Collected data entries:
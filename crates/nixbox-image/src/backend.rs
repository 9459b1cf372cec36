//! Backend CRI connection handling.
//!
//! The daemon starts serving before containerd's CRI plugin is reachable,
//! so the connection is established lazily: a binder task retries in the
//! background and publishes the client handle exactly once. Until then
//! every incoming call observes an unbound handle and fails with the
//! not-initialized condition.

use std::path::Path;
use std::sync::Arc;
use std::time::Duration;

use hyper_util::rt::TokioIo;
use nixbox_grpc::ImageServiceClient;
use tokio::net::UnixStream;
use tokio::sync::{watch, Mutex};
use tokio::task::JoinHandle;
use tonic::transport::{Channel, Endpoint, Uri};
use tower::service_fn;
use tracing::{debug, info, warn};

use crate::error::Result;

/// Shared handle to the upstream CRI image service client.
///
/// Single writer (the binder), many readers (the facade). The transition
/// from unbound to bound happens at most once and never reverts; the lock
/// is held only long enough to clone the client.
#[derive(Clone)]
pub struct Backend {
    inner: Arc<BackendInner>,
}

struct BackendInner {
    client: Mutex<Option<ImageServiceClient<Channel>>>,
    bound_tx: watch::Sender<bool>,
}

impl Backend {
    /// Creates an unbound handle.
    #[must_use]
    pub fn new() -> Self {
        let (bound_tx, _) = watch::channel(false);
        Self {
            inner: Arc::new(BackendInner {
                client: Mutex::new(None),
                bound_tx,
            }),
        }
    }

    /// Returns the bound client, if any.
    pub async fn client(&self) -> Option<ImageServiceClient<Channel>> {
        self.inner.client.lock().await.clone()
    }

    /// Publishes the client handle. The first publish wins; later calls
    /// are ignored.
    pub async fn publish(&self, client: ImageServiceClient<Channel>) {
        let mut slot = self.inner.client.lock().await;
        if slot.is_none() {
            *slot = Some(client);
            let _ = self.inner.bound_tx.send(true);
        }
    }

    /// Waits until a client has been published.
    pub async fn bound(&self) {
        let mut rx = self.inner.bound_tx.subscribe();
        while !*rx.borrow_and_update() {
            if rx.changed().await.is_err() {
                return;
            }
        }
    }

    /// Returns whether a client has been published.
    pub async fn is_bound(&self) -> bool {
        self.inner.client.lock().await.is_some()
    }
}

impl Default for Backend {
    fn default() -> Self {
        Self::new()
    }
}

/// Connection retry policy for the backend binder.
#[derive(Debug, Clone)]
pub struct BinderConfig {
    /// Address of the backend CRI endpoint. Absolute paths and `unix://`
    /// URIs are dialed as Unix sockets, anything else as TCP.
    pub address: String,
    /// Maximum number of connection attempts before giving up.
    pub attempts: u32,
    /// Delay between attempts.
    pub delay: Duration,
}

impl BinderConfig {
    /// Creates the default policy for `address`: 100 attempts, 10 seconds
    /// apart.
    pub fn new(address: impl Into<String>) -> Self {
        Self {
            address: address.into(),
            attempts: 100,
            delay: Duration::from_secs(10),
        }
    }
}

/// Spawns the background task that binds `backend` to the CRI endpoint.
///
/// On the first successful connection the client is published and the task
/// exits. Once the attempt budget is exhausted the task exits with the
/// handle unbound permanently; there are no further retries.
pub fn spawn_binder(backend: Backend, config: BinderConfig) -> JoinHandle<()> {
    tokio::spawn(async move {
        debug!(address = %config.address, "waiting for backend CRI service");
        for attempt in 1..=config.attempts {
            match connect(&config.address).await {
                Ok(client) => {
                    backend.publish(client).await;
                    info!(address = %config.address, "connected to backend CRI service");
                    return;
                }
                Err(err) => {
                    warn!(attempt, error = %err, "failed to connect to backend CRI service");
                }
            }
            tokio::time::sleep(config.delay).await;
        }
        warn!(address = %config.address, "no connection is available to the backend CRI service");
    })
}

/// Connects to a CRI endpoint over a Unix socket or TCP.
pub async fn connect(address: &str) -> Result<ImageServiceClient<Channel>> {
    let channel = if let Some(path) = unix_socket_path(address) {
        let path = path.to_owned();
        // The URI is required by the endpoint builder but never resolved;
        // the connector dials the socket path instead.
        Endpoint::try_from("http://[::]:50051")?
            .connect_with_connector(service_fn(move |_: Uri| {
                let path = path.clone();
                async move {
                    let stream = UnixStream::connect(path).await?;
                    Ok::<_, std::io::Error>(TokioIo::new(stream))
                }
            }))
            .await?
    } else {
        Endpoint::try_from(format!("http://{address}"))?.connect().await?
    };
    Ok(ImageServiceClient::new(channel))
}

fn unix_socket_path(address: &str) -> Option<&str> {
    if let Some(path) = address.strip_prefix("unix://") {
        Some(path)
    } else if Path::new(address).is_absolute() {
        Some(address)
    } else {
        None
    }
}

==

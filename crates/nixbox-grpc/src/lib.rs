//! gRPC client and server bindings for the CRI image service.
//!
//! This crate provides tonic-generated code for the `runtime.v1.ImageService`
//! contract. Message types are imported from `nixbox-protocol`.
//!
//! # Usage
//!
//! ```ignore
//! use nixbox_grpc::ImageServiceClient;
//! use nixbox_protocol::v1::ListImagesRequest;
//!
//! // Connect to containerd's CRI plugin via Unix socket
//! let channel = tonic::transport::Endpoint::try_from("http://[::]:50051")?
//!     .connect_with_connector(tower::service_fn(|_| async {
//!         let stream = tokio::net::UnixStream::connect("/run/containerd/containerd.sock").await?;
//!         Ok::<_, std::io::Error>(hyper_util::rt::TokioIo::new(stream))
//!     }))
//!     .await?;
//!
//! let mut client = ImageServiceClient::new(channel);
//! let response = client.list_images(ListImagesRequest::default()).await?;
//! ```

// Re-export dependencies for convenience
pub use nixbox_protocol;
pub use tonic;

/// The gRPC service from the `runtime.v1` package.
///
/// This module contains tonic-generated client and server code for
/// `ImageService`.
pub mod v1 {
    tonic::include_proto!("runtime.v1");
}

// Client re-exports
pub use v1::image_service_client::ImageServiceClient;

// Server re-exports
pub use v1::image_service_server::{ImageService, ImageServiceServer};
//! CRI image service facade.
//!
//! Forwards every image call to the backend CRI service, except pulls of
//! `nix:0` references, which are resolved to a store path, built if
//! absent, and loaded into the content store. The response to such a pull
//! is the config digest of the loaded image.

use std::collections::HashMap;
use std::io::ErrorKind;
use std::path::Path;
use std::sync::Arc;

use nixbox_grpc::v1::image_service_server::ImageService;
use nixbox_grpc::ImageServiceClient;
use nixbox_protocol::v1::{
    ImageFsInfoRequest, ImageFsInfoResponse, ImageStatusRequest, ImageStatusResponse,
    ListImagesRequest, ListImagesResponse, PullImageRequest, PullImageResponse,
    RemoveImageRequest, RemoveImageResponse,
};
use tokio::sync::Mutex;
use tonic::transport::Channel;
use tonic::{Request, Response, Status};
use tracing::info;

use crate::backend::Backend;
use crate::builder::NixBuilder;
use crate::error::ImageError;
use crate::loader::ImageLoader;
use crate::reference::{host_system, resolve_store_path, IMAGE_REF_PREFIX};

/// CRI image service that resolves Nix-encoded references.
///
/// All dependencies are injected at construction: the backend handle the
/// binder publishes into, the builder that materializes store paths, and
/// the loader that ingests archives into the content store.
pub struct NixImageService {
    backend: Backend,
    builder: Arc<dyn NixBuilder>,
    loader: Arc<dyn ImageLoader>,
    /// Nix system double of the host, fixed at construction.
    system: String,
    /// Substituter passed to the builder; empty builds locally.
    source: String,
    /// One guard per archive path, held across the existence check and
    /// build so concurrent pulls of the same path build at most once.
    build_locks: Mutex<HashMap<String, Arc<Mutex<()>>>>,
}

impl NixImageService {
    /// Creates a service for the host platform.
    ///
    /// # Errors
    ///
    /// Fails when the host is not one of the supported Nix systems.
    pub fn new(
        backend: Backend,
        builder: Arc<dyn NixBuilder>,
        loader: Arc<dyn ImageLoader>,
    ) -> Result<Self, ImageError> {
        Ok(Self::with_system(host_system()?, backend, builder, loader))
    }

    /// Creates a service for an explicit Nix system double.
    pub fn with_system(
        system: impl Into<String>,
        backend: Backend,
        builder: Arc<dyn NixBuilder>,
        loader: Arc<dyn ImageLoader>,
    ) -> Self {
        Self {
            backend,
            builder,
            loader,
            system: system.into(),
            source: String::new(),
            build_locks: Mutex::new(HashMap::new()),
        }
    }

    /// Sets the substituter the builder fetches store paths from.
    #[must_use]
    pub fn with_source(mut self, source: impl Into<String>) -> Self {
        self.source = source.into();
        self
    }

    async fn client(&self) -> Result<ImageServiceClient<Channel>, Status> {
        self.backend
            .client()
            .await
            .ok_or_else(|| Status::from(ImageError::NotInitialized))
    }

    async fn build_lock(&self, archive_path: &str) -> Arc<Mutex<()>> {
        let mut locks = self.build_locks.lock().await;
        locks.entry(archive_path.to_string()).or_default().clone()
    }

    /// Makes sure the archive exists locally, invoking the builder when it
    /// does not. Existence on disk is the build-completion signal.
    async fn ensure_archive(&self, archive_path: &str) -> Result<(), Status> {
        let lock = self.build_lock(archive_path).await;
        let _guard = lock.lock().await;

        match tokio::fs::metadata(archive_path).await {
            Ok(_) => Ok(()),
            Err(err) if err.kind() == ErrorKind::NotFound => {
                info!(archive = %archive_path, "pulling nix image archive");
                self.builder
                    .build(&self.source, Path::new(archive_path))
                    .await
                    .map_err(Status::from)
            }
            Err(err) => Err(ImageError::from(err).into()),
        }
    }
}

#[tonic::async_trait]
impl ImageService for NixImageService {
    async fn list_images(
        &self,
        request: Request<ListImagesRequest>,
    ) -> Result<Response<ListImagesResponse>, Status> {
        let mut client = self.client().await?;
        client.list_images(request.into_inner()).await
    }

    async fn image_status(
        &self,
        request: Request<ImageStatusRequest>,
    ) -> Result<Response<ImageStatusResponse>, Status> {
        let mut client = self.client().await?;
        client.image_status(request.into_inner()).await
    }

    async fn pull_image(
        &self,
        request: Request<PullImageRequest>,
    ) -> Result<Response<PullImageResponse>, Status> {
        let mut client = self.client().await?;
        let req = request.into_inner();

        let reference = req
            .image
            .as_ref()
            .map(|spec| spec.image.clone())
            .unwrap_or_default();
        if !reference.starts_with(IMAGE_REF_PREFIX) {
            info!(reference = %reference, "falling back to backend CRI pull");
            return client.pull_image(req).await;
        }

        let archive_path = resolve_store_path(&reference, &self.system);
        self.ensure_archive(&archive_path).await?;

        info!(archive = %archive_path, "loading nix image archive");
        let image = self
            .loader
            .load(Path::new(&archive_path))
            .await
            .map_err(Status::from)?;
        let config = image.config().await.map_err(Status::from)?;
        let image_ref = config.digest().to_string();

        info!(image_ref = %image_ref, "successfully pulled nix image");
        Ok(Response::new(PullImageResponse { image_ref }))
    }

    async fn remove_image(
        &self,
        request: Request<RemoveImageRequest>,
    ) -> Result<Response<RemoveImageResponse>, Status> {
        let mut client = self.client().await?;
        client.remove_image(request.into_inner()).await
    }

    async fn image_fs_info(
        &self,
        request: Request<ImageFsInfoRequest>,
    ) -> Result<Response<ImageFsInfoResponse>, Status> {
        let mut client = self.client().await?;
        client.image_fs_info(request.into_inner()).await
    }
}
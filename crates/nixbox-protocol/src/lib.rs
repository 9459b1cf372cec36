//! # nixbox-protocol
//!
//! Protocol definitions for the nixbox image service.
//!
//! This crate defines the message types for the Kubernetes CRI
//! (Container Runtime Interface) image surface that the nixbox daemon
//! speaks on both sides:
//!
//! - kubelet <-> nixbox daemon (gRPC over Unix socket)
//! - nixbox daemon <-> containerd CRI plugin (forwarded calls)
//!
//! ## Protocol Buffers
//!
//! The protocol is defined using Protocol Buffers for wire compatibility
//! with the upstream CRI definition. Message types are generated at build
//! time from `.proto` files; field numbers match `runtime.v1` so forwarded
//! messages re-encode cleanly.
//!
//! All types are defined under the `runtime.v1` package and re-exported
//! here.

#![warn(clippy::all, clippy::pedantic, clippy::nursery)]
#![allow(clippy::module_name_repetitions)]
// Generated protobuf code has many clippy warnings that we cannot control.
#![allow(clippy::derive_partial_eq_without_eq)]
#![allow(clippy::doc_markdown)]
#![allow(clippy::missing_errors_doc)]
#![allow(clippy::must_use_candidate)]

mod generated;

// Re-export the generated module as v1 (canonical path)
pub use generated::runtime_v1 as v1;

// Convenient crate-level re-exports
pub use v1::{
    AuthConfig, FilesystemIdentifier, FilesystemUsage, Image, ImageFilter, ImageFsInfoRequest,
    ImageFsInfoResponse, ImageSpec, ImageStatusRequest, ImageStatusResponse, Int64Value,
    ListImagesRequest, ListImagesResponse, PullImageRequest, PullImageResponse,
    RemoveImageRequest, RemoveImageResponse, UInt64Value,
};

▶ **What you are asked to do**:
Once you have counted every line above that contains the string "ImageFsInfoResponse", give that number and nothing more.

▶ **Exercise output**:
3